The Company anticipates that the acquisition of U.S. Geothermal, Inc. will be additive to its electricity segment 2018 revenue in the amount of approximately $23 million and will reflect approximately $13 million in incremental EBITDA and Adjusted EBITDA1. The expected EBITDA and Adjusted EBITDA attributable to the non-controlling interest is approximately $4 million.

On May 7, 2018, the Company will issue financial results for the first quarter of 2018, at which time it will provide a more comprehensive update on full year 2018 guidance inclusive of this acquisition.


With over five decades of experience, Ormat Technologies, Inc. is a leading geothermal Company and the only vertically integrated Company engaged in geothermal and recovered energy generation (REG), with the objective of becoming a leading global provider of renewable energy. The Company owns, operates, designs, manufactures and sells geothermal and REG power plants primarily based on the Ormat Energy Converter – a power generation unit that converts low-, medium- and high-temperature heat into electricity. With 77 U.S. patents, Ormat’s power solutions have been refined and perfected under the most grueling environmental conditions. Ormat has 530 employees in the United States and 770 overseas. Ormat’s flexible, modular solutions for geothermal power and REG are ideal for the vast range of resource characteristics. The Company has engineered, manufactured and constructed power plants, which it currently owns or has installed to utilities and developers worldwide, totaling over 2,500 MW of gross capacity. Ormat’s current approximately 800 MW generating portfolio is spread globally in the U.S., Guatemala, Guadeloupe, Honduras, Indonesia and Kenya. In March 2017, Ormat expanded its operations to provide energy storage and energy management solutions, by leveraging its core capabilities and global presence as well as through its Viridity Energy Solutions Inc. subsidiary, a Philadelphia-based Company with nearly a decade of expertise and leadership in energy storage, demand response and energy management.


Information provided in this press release may contain statements relating to current expectations, estimates, forecasts and projections about future events that are "forward-looking statements" as defined in the Private Securities Litigation Reform Act of 1995. These forward-looking statements generally relate to Ormat's plans, objectives and expectations for future operations (including statements about plans to improve the acquired operating assets, synergies, cost reductions and profitability and the statements about increased revenue and incremental EBTIDA and Adjusted EBITDA expected to result from the acquisition) and are based upon its management's current estimates and projections of future results or trends. Actual future results may differ materially from those projected as a result of certain risks and uncertainties. For a discussion of such risks and uncertainties, see "Risk Factors" as described in Ormat Technologies, Inc.'s Form 10-K filed with the SEC on March 16, 2018.

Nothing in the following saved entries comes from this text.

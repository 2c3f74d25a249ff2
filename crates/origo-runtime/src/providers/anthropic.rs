//! Anthropic messages-API dialect.

use serde::Deserialize;
use serde_json::json;

use super::{credential_of, endpoint_of, model_of, ApiCredential, PreparedRequest, ProviderError};
use crate::config::ProviderConfig;

const ANTHROPIC_VERSION: &str = "2023-06-01";
const MAX_TOKENS: u32 = 1024;

pub(super) fn prepare(
    provider: &ProviderConfig,
    credential: Option<&ApiCredential>,
    prompt: &str,
) -> Result<PreparedRequest, ProviderError> {
    let credential = credential_of(provider, credential)?;

    let mut body = json!({
        "model": model_of(provider)?,
        "max_tokens": MAX_TOKENS,
        "messages": [
            { "role": "user", "content": prompt }
        ]
    });
    if let Some(temperature) = provider.temperature {
        body["temperature"] = json!(temperature);
    }

    Ok(PreparedRequest {
        url: endpoint_of(provider)?,
        headers: vec![
            ("x-api-key", credential.expose().to_string()),
            ("anthropic-version", ANTHROPIC_VERSION.to_string()),
        ],
        body,
    })
}

/// Reply envelope: text blocks under `content`.
#[derive(Debug, Deserialize)]
struct Reply {
    content: Vec<ContentBlock>,
}

#[derive(Debug, Deserialize)]
struct ContentBlock {
    text: Option<String>,
}

pub(super) fn unwrap_reply(body: &serde_json::Value) -> Result<String, ProviderError> {
    let reply: Reply = serde_json::from_value(body.clone())
        .map_err(|e| ProviderError::ParseError(e.to_string()))?;

    let text = reply
        .content
        .into_iter()
        .filter_map(|block| block.text)
        .collect::<Vec<_>>()
        .join("");

    if text.is_empty() {
        return Err(ProviderError::ParseError(
            "reply contains no text blocks".to_string(),
        ));
    }
    Ok(text)
}
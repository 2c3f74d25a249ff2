//! Google Gemini generateContent dialect.
//!
//! The API key travels as a query parameter rather than a header, so the
//! credential is exposed while building the URL.

use serde::Deserialize;
use serde_json::json;

use super::{credential_of, endpoint_of, ApiCredential, PreparedRequest, ProviderError};
use crate::config::ProviderConfig;

pub(super) fn prepare(
    provider: &ProviderConfig,
    credential: Option<&ApiCredential>,
    prompt: &str,
) -> Result<PreparedRequest, ProviderError> {
    let credential = credential_of(provider, credential)?;
    let endpoint = endpoint_of(provider)?;

    let separator = if endpoint.contains('?') { '&' } else { '?' };
    let url = format!("{}{}key={}", endpoint, separator, credential.expose());

    let mut body = json!({
        "contents": [
            { "parts": [ { "text": prompt } ] }
        ]
    });
    if let Some(temperature) = provider.temperature {
        body["generationConfig"] = json!({ "temperature": temperature });
    }

    Ok(PreparedRequest {
        url,
        headers: vec![],
        body,
    })
}

/// Reply envelope: first candidate's content parts.
#[derive(Debug, Deserialize)]
struct Reply {
    candidates: Vec<Candidate>,
}

#[derive(Debug, Deserialize)]
struct Candidate {
    content: Content,
}

#[derive(Debug, Deserialize)]
struct Content {
    parts: Vec<Part>,
}

#[derive(Debug, Deserialize)]
struct Part {
    text: Option<String>,
}

pub(super) fn unwrap_reply(body: &serde_json::Value) -> Result<String, ProviderError> {
    let reply: Reply = serde_json::from_value(body.clone())
        .map_err(|e| ProviderError::ParseError(e.to_string()))?;

    let text = reply
        .candidates
        .into_iter()
        .next()
        .map(|candidate| {
            candidate
                .content
                .parts
                .into_iter()
                .filter_map(|part| part.text)
                .collect::<Vec<_>>()
                .join("")
        })
        .unwrap_or_default();

    if text.is_empty() {
        return Err(ProviderError::ParseError(
            "reply contains no candidates".to_string(),
        ));
    }
    Ok(text)
}

#[cfg(test)]
mod tests {
    use super::*;
    use crate::config::ProviderDialect;
    use crate::providers::test_support::provider;

    #[test]
    fn test_key_is_a_query_parameter() {
        let p = provider("gemini", ProviderDialect::Gemini);
        let credential = p.credential();
        let prepared = prepare(&p, credential.as_ref(), "assess this case").unwrap();

        assert!(prepared.url.ends_with("?key=test-key"));
        assert!(prepared.headers.is_empty());
        assert_eq!(
            prepared.body["contents"][0]["parts"][0]["text"],
            "assess this case"
        );
    }

    #[test]
    fn test_unwrap_joins_parts() {
        let body = serde_json::json!({
            "candidates": [
                { "content": { "parts": [ { "text": "incon" }, { "text": "clusive" } ] } }
            ]
        });
        assert_eq!(unwrap_reply(&body).unwrap(), "inconclusive");
    }

    #[test]
    fn test_unwrap_rejects_empty_candidates() {
        let body = serde_json::json!({ "candidates": [] });
        assert!(unwrap_reply(&body).is_err());
    }
}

These forward-looking statements are made only as of the date hereof, and we undertake no obligation to update or revise the forward-looking statements, whether as a result of new information, future events or otherwise.

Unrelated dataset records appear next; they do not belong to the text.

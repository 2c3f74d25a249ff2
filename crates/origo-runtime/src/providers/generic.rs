//! Generic HTTP passthrough dialect.
//!
//! For in-house referee services: a plain JSON POST of the prompt, the reply
//! taken as-is. Structured replies (`{"decision": ...}`) survive unchanged as
//! JSON text; anything else is handed to normalization as free text. A
//! credential is optional and sent as a bearer token when present.

use serde_json::json;

use super::{endpoint_of, ApiCredential, PreparedRequest, ProviderError};
use crate::config::ProviderConfig;

pub(super) fn prepare(
    provider: &ProviderConfig,
    credential: Option<&ApiCredential>,
    prompt: &str,
) -> Result<PreparedRequest, ProviderError> {
    let mut body = json!({ "prompt": prompt });
    if let Some(model) = provider.model.as_deref().filter(|m| !m.is_empty()) {
        body["model"] = json!(model);
    }
    if let Some(temperature) = provider.temperature {
        body["temperature"] = json!(temperature);
    }

    let mut headers = Vec::new();
    if let Some(credential) = credential.filter(|c| !c.is_empty()) {
        headers.push((
            "authorization",
            format!("Bearer {}", credential.expose()),
        ));
    }

    Ok(PreparedRequest {
        url: endpoint_of(provider)?,
        headers,
        body,
    })
}

pub(super) fn unwrap_reply(body: &serde_json::Value) -> Result<String, ProviderError> {
    // A bare string reply is the text itself.
    if let Some(text) = body.as_str() {
        return Ok(text.to_string());
    }

    // Conventional text fields used by simple completion services.
    for field in ["text", "content", "response", "completion"] {
        if let Some(text) = body.get(field).and_then(serde_json::Value::as_str) {
            return Ok(text.to_string());
        }
    }

    // Anything else is forwarded verbatim; structured verdicts are picked up
    // during normalization.
    serde_json::to_string(body).map_err(|e| ProviderError::ParseError(e.to_string()))
}

#[cfg(test)]
mod tests {
    use super::*;
    use crate::config::{ProviderConfig, ProviderDialect};

    fn endpoint_only(id: &str) -> ProviderConfig {
        ProviderConfig {
            id: id.to_string(),
            display_name: None,
            dialect: ProviderDialect::Generic,
            endpoint: Some("https://referee.internal/assess".to_string()),
            model: None,
            api_key: None,
            temperature: None,
        }
    }

    #[test]
    fn test_request_without_credential() {
        let prepared = prepare(&endpoint_only("referee"), None, "case").unwrap();
        assert!(prepared.headers.is_empty());
        assert_eq!(prepared.body["prompt"], "case");
    }

    #[test]
    fn test_structured_reply_forwarded_as_json_text() {
        let body = serde_json::json!({ "decision": "conform", "confidence": 0.9 });
        let text = unwrap_reply(&body).unwrap();
        assert!(text.contains("\"decision\""));
    }

    #[test]
    fn test_text_field_extracted() {
        let body = serde_json::json!({ "text": "the product conforms" });
        assert_eq!(unwrap_reply(&body).unwrap(), "the product conforms");
    }

    #[test]
    fn test_bare_string_reply() {
        let body = serde_json::json!("non-conform");
        assert_eq!(unwrap_reply(&body).unwrap(), "non-conform");
    }
}
//! # origo-runtime
//!
//! Multi-provider AI consensus layer for origo origin determinations.
//!
//! The deterministic engine in `origo-core` decides; this crate
//! corroborates. It builds one natural-language case summary, fans it out to
//! every configured reasoning provider concurrently, reconciles the votes
//! into a consensus score and decides whether a human must review the case.
//!
//! ## Important
//!
//! This crate is OPTIONAL. A deployment without any reasoning provider still
//! produces complete results: the orchestrator synthesizes a consensus from
//! the deterministic rule evaluations alone. Nothing here can fail a
//! calculation — provider failures degrade, side effects are fire-and-forget.
//!
//! ## Example
//!
//! ```rust,ignore
//! use std::sync::Arc;
//! use origo_runtime::{ConsensusConfig, ConsensusOrchestrator};
//!
//! let config = ConsensusConfig::from_yaml_file("consensus.yaml")?;
//! let orchestrator = ConsensusOrchestrator::builder(config).build();
//!
//! let (result, evaluations) = engine.calculate_with_evaluations(&request);
//! let merged = orchestrator.enrich(&request, &evaluations, &result).await;
//! ```

pub mod cache;
pub mod config;
pub mod consensus;
pub mod normalize;
pub mod providers;
pub mod sinks;
pub mod summary;

// Re-export main types at crate root
pub use config::{ConfigError, ConsensusConfig, ProviderConfig, ProviderDialect, MIN_CONSENSUS_SCORE};
pub use consensus::{ConsensusOrchestrator, ConsensusOrchestratorBuilder, ConsensusOutcome};
pub use normalize::NormalizedVote;
pub use providers::{backoff_delay, HttpProviderPool, ProviderPool};
pub use sinks::{
    AuditEvent, AuditSink, MemoryAuditSink, MemoryReviewQueue, NoopAuditSink, NoopReviewQueue,
    ReviewQueue, ReviewTask, SinkError,
};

Ormat Technologies Contact:

Smadar Lavi
VP Corporate Finance and Head of Investor Relations
775-356-9029 (ext. 65726) 
Investor Relations Agency Contact:

Rob Fink
Hayden - IR


1The Company is unable to provide a corresponding GAAP equivalent for its EBITDA and Adjusted EBITDA.  In providing Adjusted EBITDA, the Company notes that there could be differences between expected reported GAAP net income and estimated GAAP net income for matters such as, but not limited to (i) unrealized gains or losses related to derivative transactions; (ii) unrealized foreign currency gains or losses; (iii) gains or losses and associated benefits and costs due to disposition and acquisition of business interests, including the tax impact of the repatriation of proceeds from sales in foreign jurisdictions; (iv) losses due to impairments; (v) gains, losses and expenses related to prepayment of debt and (vi) tax benefit or expense related to effects of the recently-enacted U.S. tax law reform.